◆ Problem requirements ◆
Go through the data and tally the lines that include "crate". The reply is that number alone.

———

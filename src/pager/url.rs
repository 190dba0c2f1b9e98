use std::borrow::Cow;

use super::options::{PagerOptions, non_blank};

/// Placeholder substituted for the page index in `PageUrlBuilder::url_format`.
pub const PAGE_INDEX_PLACEHOLDER: &str = "__pageindex__";

/// What the host knows about the request being rendered.
#[derive(Debug, Clone, Default, PartialEq, Eq)]
pub struct RequestContext {
    /// Request path without query string, e.g. `/orders/search`.
    pub path: String,
    /// Raw query string without the leading `?`.
    pub query: String,
    // Ambient route values of the current request.
    pub area: Option<String>,
    pub controller: Option<String>,
    pub action: Option<String>,
}

impl RequestContext {
    /// Split a request target like `/orders?page=2#top` into path and query.
    pub fn from_uri(uri: &str) -> Self {
        let uri = uri.split('#').next().unwrap_or_default();
        let (path, query) = uri.split_once('?').unwrap_or((uri, ""));
        let path = if path.is_empty() { "/" } else { path };
        Self {
            path: path.to_string(),
            query: query.to_string(),
            ..Default::default()
        }
    }

    pub fn with_route(mut self, controller: Option<String>, action: Option<String>) -> Self {
        self.controller = controller;
        self.action = action;
        self
    }
}

/// Builds page links that keep the current query string and route values.
#[derive(Debug, Clone)]
pub struct PageUrlBuilder {
    base_path: String,
    /// Query pairs carried over from the request, kept verbatim.
    preserved: Vec<String>,
    /// Declared route values, already query-escaped.
    route_values: Vec<String>,
    page_parameter: String,
}

impl PageUrlBuilder {
    pub fn new(request: &RequestContext, options: &PagerOptions) -> Self {
        let page_parameter = non_blank(Some(options.page_index_parameter_name.as_str()))
            .unwrap_or("pageindex")
            .to_string();

        let resolved = resolve_base_path(request, options);
        let (base_path, route_query) = split_query(&resolved);

        let preserved = route_query
            .split('&')
            .chain(request.query.split('&'))
            .filter(|pair| !pair.is_empty())
            .filter(|pair| {
                let key = decode_key(pair);
                !key.eq_ignore_ascii_case(&page_parameter)
                    && !options
                        .route_values
                        .keys()
                        .any(|k| k.eq_ignore_ascii_case(&key))
            })
            .map(str::to_string)
            .collect();

        let route_values = options
            .route_values
            .iter()
            .filter(|(k, _)| !k.eq_ignore_ascii_case(&page_parameter))
            .map(|(k, v)| format!("{}={}", urlencoding::encode(k), urlencoding::encode(v)))
            .collect();

        Self {
            base_path: if base_path.is_empty() { "/" } else { base_path }.to_string(),
            preserved,
            route_values,
            page_parameter,
        }
    }

    pub fn page_parameter(&self) -> &str {
        &self.page_parameter
    }

    /// Link to page `page`.
    pub fn url_for(&self, page: i64) -> String {
        self.build(&page.to_string())
    }

    /// Link with `__pageindex__` in place of the page number, for client scripts.
    pub fn url_format(&self) -> String {
        self.build(PAGE_INDEX_PLACEHOLDER)
    }

    fn build(&self, page_value: &str) -> String {
        let mut url = self.base_path.clone();
        url.push('?');
        for pair in self.preserved.iter().chain(&self.route_values) {
            url.push_str(pair);
            url.push('&');
        }
        url.push_str(&urlencoding::encode(&self.page_parameter));
        url.push('=');
        url.push_str(page_value);
        url
    }
}

fn decode_key(pair: &str) -> String {
    let key = pair.split_once('=').map_or(pair, |(k, _)| k);
    urlencoding::decode(key)
        .map(Cow::into_owned)
        .unwrap_or_else(|_| key.to_string())
}

/// Splits a resolved base path into path and query, dropping any fragment.
/// The query of an explicit `route_path` is kept ahead of the request's own.
fn split_query(path: &str) -> (&str, &str) {
    let path = path.split('#').next().unwrap_or_default();
    path.split_once('?').unwrap_or((path, ""))
}

/// Explicit path, else `/{area}/{controller}/{action}` with ambient fallbacks,
/// else the request path.
fn resolve_base_path(request: &RequestContext, options: &PagerOptions) -> String {
    if let Some(path) = non_blank(options.route_path.as_deref()) {
        return path.to_string();
    }

    let pick = |configured: &Option<String>, ambient: &Option<String>| {
        non_blank(configured.as_deref())
            .or_else(|| non_blank(ambient.as_deref()))
            .map(|s| s.trim().to_string())
    };
    let segments: Vec<String> = [
        pick(&options.area, &request.area),
        pick(&options.controller, &request.controller),
        pick(&options.action, &request.action),
    ]
    .into_iter()
    .flatten()
    .map(|s| urlencoding::encode(&s).into_owned())
    .collect();

    if segments.is_empty() {
        if request.path.is_empty() {
            "/".to_string()
        } else {
            request.path.clone()
        }
    } else {
        format!("/{}", segments.join("/"))
    }
}
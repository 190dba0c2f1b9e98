pub mod context;
pub mod orders;

use axum::Router;
use axum::routing::get;

use crate::state::AppState;

pub fn router() -> Router<AppState> {
    Router::new()
        .route("/", get(orders::index))
        .route("/ajax", get(orders::ajax))
        .route("/search", get(orders::search))
        .route("/ajax_search", get(orders::ajax_search))
        .route("/bootstrap", get(orders::bootstrap))
}
use std::collections::HashMap;

use tera::Value;

use crate::pager::{PageUrlBuilder, Pager, PagerError, PagerOptions, PagingState, RequestContext};

/// Arguments of the `pager` function that are not pager options.
const RESERVED_ARGS: &[&str] = &["paging", "url", "ambient_controller", "ambient_action"];

/// Register the custom Tera functions, with `defaults` as the site-wide pager options.
pub fn register_functions(tera: &mut tera::Tera, defaults: PagerOptions) {
    tera.register_function("pager", PagerFunction::new(defaults));
}

/// Tera function rendering a pager:
///
/// ```text
/// {{ pager(paging=paging, url=request_url, tag_name="ul") }}
/// ```
///
/// `paging` is required. `url` is the current request path and query.
/// Every other argument overrides the matching [`PagerOptions`] field.
pub struct PagerFunction {
    defaults: PagerOptions,
}

impl PagerFunction {
    pub fn new(defaults: PagerOptions) -> Self {
        Self { defaults }
    }

    pub fn render(&self, args: &HashMap<String, Value>) -> Result<String, PagerError> {
        let paging: PagingState = match args.get("paging") {
            None | Some(Value::Null) => return Err(PagerError::MissingPagingState),
            Some(value) => serde_json::from_value(value.clone()).map_err(|source| {
                PagerError::InvalidArgument {
                    name: "paging".to_string(),
                    source,
                }
            })?,
        };
        let options = self.options_with(args)?;
        let url = args.get("url").and_then(Value::as_str).unwrap_or("/");
        let request = RequestContext::from_uri(url).with_route(
            string_arg(args, "ambient_controller"),
            string_arg(args, "ambient_action"),
        );
        let urls = PageUrlBuilder::new(&request, &options);
        Ok(Pager::new(&paging, &options, &urls).to_html())
    }

    /// Site-wide defaults overlaid with the call's option arguments.
    fn options_with(&self, args: &HashMap<String, Value>) -> Result<PagerOptions, PagerError> {
        let invalid = |source| PagerError::InvalidArgument {
            name: "options".to_string(),
            source,
        };
        let mut merged = serde_json::to_value(&self.defaults).map_err(invalid)?;
        if let Value::Object(map) = &mut merged {
            for (name, value) in args {
                if !RESERVED_ARGS.contains(&name.as_str()) {
                    map.insert(name.clone(), value.clone());
                }
            }
        }
        serde_json::from_value(merged).map_err(invalid)
    }
}

impl tera::Function for PagerFunction {
    fn call(&self, args: &HashMap<String, Value>) -> tera::Result<Value> {
        self.render(args)
            .map(Value::String)
            .map_err(|e| tera::Error::msg(e.to_string()))
    }

    fn is_safe(&self) -> bool {
        true
    }
}

fn string_arg(args: &HashMap<String, Value>, name: &str) -> Option<String> {
    args.get(name).and_then(Value::as_str).map(str::to_string)
}
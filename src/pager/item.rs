use serde::Serialize;

/// What a pager item navigates to.
#[derive(Debug, Clone, Copy, PartialEq, Eq, Serialize)]
#[serde(tag = "kind", content = "page", rename_all = "snake_case")]
pub enum PagerItemKind {
    First,
    Prev,
    NumericPage(i64),
    More,
    Next,
    Last,
}

impl PagerItemKind {
    /// First/prev/next/last share the navigation template.
    pub fn is_navigation(self) -> bool {
        matches!(self, Self::First | Self::Prev | Self::Next | Self::Last)
    }
}

/// One planned unit of the pager.
#[derive(Debug, Clone, Copy, PartialEq, Eq, Serialize)]
pub struct PagerItem {
    pub kind: PagerItemKind,
    pub disabled: bool,
    pub current: bool,
    /// Page index the item links to. `None` for disabled items and the current page.
    pub target: Option<i64>,
}

impl PagerItem {
    /// A navigation item pointing at `target`, disabled when `disabled` holds.
    pub(crate) fn navigation(kind: PagerItemKind, target: i64, disabled: bool) -> Self {
        Self {
            kind,
            disabled,
            current: false,
            target: (!disabled).then_some(target),
        }
    }

    pub(crate) fn numeric(page: i64, current: bool) -> Self {
        Self {
            kind: PagerItemKind::NumericPage(page),
            disabled: false,
            current,
            target: (!current).then_some(page),
        }
    }

    pub(crate) fn more(target: i64) -> Self {
        Self {
            kind: PagerItemKind::More,
            disabled: false,
            current: false,
            target: Some(target),
        }
    }

    /// Page number shown for numeric items.
    pub fn display_number(&self) -> Option<i64> {
        match self.kind {
            PagerItemKind::NumericPage(page) => Some(page),
            _ => None,
        }
    }

    /// Whether the item renders as a link.
    pub fn is_link(&self) -> bool {
        self.target.is_some()
    }
}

———

◆ Answer area ◆
5